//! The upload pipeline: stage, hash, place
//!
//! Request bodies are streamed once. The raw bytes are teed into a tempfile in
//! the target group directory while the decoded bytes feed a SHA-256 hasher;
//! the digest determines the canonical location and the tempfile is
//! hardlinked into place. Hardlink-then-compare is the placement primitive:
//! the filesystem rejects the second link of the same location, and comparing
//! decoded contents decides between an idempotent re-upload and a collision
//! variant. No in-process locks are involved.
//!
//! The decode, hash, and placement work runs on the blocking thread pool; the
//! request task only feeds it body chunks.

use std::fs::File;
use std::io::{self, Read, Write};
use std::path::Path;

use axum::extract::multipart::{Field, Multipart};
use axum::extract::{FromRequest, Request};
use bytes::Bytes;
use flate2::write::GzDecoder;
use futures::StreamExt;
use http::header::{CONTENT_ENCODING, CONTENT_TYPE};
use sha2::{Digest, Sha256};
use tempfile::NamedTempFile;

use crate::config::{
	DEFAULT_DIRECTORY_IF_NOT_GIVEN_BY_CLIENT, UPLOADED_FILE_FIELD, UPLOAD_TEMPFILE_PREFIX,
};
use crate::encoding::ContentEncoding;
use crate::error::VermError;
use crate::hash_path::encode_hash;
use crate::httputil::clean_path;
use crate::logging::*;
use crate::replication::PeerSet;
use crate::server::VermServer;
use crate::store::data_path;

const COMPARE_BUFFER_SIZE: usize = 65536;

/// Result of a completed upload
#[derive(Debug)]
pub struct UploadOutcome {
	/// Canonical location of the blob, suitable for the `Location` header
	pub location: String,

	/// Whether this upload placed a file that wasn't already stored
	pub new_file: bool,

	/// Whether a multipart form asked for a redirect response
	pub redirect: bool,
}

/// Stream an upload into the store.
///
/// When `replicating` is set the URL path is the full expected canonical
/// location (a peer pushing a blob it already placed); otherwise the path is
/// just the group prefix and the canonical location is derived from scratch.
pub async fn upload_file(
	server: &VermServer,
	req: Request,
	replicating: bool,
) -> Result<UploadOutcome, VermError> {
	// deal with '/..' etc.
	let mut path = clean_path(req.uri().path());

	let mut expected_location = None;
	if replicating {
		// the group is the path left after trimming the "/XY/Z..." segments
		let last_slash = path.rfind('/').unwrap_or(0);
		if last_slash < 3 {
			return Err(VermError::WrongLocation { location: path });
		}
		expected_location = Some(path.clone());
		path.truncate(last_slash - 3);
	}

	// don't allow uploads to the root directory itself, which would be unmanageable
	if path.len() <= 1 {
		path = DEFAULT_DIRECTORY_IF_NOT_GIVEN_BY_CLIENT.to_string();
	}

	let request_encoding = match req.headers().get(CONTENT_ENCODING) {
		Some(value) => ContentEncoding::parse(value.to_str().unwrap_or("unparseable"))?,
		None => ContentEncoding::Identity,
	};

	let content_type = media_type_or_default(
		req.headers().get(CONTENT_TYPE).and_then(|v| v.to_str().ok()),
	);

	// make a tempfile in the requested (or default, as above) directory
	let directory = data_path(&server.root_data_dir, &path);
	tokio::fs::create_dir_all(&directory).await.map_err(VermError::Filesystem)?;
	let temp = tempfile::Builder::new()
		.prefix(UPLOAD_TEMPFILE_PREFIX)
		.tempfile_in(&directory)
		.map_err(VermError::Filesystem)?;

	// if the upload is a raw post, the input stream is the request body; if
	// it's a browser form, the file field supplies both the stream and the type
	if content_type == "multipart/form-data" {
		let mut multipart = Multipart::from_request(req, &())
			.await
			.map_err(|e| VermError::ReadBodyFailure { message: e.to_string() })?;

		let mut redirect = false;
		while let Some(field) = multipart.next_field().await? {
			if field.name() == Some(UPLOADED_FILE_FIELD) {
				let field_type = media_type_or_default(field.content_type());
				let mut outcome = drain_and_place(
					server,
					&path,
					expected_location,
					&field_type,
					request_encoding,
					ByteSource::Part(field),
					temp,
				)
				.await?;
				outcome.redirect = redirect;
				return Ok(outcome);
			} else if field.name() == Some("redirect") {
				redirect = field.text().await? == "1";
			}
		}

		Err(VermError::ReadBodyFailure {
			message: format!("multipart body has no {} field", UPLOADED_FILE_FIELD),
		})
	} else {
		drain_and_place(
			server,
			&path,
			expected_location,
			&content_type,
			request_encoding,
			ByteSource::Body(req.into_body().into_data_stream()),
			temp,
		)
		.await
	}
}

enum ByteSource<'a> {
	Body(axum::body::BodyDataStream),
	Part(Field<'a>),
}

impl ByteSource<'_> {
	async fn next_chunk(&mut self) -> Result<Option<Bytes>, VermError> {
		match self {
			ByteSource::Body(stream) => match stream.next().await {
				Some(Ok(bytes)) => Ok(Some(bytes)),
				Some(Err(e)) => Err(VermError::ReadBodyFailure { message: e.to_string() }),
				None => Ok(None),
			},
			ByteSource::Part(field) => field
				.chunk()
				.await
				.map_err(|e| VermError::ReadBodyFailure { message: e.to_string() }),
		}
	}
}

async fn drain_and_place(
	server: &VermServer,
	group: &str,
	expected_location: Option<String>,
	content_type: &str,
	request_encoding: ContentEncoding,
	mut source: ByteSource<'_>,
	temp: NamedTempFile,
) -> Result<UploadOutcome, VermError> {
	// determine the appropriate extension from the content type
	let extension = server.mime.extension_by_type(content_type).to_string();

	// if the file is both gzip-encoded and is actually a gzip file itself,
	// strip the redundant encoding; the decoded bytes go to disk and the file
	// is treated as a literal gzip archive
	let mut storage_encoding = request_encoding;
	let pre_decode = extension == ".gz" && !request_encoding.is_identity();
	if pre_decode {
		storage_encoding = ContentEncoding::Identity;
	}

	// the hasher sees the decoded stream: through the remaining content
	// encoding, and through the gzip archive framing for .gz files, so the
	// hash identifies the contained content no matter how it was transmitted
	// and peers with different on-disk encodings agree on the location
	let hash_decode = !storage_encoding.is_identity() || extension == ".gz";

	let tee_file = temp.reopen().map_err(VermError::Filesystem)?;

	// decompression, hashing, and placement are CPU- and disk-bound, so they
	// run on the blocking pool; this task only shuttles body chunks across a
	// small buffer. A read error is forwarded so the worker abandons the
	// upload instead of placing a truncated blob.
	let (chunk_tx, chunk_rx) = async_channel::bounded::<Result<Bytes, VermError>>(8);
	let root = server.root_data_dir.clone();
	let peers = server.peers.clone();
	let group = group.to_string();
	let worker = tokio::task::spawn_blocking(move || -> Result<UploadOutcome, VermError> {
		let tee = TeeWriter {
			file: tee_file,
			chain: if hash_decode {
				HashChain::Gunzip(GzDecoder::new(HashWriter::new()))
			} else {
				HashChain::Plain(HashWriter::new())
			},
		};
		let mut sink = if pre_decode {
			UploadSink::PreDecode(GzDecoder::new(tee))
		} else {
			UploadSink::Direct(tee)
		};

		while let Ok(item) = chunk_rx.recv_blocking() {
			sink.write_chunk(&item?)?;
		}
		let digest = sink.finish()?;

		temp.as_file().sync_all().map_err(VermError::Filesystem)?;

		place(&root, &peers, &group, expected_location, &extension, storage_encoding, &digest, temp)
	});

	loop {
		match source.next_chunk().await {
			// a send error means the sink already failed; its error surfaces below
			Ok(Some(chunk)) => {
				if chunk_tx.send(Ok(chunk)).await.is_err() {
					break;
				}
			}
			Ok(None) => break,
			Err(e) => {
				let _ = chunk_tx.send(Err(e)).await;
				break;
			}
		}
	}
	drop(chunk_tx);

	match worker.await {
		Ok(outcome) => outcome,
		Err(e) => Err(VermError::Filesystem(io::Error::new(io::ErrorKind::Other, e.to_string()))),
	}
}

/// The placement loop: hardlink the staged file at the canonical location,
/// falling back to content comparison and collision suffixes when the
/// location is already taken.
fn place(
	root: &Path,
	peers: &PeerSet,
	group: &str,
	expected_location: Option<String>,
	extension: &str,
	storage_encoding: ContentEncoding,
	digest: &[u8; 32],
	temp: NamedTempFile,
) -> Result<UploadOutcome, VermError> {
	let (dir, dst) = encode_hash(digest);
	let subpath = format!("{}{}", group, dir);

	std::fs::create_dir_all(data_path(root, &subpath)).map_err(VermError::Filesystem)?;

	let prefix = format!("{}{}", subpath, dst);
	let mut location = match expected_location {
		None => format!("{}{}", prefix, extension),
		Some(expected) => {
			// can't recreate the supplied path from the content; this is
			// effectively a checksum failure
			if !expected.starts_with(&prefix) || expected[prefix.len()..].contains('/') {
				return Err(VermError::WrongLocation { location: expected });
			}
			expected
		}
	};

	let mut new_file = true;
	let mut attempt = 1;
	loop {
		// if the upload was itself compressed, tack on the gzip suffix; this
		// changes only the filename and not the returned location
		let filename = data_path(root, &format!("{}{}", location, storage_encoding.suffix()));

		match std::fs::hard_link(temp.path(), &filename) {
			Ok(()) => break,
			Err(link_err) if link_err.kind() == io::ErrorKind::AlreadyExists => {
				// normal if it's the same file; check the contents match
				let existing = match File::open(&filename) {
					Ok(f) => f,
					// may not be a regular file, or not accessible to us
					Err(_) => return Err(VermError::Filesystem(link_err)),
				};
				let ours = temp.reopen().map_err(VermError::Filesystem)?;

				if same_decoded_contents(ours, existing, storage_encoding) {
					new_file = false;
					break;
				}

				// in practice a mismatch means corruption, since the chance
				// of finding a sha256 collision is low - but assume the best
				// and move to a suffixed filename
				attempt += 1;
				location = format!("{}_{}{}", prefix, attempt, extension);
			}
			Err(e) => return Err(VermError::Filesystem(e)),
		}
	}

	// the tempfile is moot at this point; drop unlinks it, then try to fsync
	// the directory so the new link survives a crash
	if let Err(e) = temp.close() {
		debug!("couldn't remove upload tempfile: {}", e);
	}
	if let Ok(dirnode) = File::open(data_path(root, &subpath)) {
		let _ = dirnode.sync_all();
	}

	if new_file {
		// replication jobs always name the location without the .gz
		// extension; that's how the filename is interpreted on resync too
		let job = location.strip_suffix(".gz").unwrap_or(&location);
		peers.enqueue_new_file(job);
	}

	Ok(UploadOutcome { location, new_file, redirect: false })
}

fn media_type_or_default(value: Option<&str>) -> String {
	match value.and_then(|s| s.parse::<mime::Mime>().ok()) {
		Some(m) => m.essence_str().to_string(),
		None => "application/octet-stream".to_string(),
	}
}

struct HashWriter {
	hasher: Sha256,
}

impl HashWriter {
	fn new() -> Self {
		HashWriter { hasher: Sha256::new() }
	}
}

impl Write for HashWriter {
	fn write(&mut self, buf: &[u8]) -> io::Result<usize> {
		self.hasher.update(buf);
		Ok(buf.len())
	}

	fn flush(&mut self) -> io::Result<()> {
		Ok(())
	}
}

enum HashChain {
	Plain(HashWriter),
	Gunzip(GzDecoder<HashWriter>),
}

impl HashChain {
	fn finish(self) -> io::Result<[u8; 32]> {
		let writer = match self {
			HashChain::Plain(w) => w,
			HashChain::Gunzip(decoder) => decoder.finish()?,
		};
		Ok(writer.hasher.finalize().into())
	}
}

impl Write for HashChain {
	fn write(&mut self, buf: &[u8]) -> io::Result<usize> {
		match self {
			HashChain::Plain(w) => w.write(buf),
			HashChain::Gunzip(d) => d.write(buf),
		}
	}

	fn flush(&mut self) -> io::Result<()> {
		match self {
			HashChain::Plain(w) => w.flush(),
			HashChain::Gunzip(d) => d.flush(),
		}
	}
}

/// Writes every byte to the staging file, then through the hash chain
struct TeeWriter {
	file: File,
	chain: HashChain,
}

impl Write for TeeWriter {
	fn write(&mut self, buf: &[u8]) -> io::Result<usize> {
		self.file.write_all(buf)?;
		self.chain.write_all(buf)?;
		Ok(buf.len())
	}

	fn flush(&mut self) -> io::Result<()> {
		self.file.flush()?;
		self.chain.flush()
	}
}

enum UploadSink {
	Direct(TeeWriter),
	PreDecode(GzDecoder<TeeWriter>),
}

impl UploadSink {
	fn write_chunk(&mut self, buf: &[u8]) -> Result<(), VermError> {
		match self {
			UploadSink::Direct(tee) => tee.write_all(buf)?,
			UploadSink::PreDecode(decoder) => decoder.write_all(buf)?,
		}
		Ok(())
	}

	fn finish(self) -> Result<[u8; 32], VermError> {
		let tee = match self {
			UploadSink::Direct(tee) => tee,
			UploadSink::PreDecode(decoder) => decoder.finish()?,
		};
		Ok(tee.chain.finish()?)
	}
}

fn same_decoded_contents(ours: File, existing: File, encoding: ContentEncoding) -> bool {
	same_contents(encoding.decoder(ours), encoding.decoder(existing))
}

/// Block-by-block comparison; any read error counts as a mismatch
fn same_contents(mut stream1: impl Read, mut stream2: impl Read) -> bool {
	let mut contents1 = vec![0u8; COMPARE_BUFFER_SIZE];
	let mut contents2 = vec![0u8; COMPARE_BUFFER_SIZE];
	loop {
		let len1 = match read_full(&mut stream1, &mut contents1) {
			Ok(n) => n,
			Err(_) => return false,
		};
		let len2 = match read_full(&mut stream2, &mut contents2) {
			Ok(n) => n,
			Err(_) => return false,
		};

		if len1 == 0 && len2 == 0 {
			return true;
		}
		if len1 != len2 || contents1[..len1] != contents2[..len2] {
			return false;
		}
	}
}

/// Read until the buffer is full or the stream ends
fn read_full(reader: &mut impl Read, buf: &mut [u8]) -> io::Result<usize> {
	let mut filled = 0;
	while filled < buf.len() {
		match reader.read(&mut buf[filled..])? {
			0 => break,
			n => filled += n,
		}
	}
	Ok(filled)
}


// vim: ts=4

==

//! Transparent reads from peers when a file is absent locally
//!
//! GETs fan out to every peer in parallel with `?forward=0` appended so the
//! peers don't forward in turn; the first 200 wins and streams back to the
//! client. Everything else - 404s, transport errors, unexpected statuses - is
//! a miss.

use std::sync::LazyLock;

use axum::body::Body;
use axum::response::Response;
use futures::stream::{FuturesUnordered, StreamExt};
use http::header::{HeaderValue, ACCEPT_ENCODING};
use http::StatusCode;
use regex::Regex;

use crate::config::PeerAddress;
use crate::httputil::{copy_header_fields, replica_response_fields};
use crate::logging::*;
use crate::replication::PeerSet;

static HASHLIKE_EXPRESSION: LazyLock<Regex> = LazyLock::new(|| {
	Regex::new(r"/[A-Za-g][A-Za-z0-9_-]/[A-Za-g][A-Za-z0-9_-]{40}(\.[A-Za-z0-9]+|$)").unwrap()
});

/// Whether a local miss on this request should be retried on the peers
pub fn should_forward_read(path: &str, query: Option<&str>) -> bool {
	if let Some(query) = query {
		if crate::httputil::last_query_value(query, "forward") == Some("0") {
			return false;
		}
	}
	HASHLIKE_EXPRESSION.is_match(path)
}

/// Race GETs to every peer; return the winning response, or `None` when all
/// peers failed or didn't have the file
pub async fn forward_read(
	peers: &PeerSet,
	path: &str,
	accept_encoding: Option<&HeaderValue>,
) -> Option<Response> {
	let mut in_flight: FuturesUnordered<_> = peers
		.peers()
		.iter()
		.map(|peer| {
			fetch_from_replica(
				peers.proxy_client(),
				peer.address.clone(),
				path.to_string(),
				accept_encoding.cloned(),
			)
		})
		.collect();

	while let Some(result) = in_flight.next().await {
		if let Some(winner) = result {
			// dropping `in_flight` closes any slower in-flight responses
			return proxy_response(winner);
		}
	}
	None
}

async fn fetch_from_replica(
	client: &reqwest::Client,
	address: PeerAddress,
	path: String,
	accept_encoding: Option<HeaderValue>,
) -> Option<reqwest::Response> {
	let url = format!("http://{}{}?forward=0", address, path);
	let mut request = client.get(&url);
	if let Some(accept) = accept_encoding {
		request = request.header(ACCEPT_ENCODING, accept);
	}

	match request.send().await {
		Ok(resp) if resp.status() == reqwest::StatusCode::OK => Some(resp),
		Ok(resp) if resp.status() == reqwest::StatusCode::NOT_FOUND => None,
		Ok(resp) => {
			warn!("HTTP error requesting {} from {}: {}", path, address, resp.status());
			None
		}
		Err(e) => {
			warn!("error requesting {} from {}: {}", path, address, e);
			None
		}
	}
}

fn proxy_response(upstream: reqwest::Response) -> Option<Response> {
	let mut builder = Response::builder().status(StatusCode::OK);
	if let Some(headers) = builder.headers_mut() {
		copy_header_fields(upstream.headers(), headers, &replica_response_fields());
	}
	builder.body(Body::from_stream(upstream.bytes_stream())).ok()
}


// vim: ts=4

==

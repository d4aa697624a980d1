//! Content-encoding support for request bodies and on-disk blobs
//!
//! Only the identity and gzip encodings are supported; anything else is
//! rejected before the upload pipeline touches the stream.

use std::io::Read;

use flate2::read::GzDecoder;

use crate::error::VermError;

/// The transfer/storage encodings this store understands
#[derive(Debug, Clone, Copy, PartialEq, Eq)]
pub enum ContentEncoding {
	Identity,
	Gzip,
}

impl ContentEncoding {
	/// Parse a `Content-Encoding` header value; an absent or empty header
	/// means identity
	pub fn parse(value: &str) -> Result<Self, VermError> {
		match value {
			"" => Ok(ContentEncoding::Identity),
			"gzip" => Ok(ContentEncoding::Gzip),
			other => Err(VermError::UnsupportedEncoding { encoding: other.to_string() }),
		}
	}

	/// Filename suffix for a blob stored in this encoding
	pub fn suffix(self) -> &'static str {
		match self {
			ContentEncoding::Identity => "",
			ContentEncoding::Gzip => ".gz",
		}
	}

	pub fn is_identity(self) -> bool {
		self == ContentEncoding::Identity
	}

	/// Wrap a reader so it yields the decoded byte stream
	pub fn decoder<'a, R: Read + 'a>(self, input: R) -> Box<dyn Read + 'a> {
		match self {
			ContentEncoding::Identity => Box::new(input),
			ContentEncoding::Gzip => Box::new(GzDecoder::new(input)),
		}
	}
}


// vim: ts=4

TASK PROMPT — Look above for the line containing "stage, hash, place" and the line containing "a completed upload". Transcribe both, with the lines between them, exactly.

YOUR RESPONSE —
//! The upload pipeline: stage, hash, place
//!
//! Request bodies are streamed once. The raw bytes are teed into a tempfile in
//! the target group directory while the decoded bytes feed a SHA-256 hasher;
//! the digest determines the canonical location and the tempfile is
//! hardlinked into place. Hardlink-then-compare is the placement primitive:
//! the filesystem rejects the second link of the same location, and comparing
//! decoded contents decides between an idempotent re-upload and a collision
//! variant. No in-process locks are involved.
//!
//! The decode, hash, and placement work runs on the blocking thread pool; the
//! request task only feeds it body chunks.

use std::fs::File;
use std::io::{self, Read, Write};
use std::path::Path;

use axum::extract::multipart::{Field, Multipart};
use axum::extract::{FromRequest, Request};
use bytes::Bytes;
use flate2::write::GzDecoder;
use futures::StreamExt;
use http::header::{CONTENT_ENCODING, CONTENT_TYPE};
use sha2::{Digest, Sha256};
use tempfile::NamedTempFile;

use crate::config::{
	DEFAULT_DIRECTORY_IF_NOT_GIVEN_BY_CLIENT, UPLOADED_FILE_FIELD, UPLOAD_TEMPFILE_PREFIX,
};
use crate::encoding::ContentEncoding;
use crate::error::VermError;
use crate::hash_path::encode_hash;
use crate::httputil::clean_path;
use crate::logging::*;
use crate::replication::PeerSet;
use crate::server::VermServer;
use crate::store::data_path;

const COMPARE_BUFFER_SIZE: usize = 65536;

/// Result of a completed upload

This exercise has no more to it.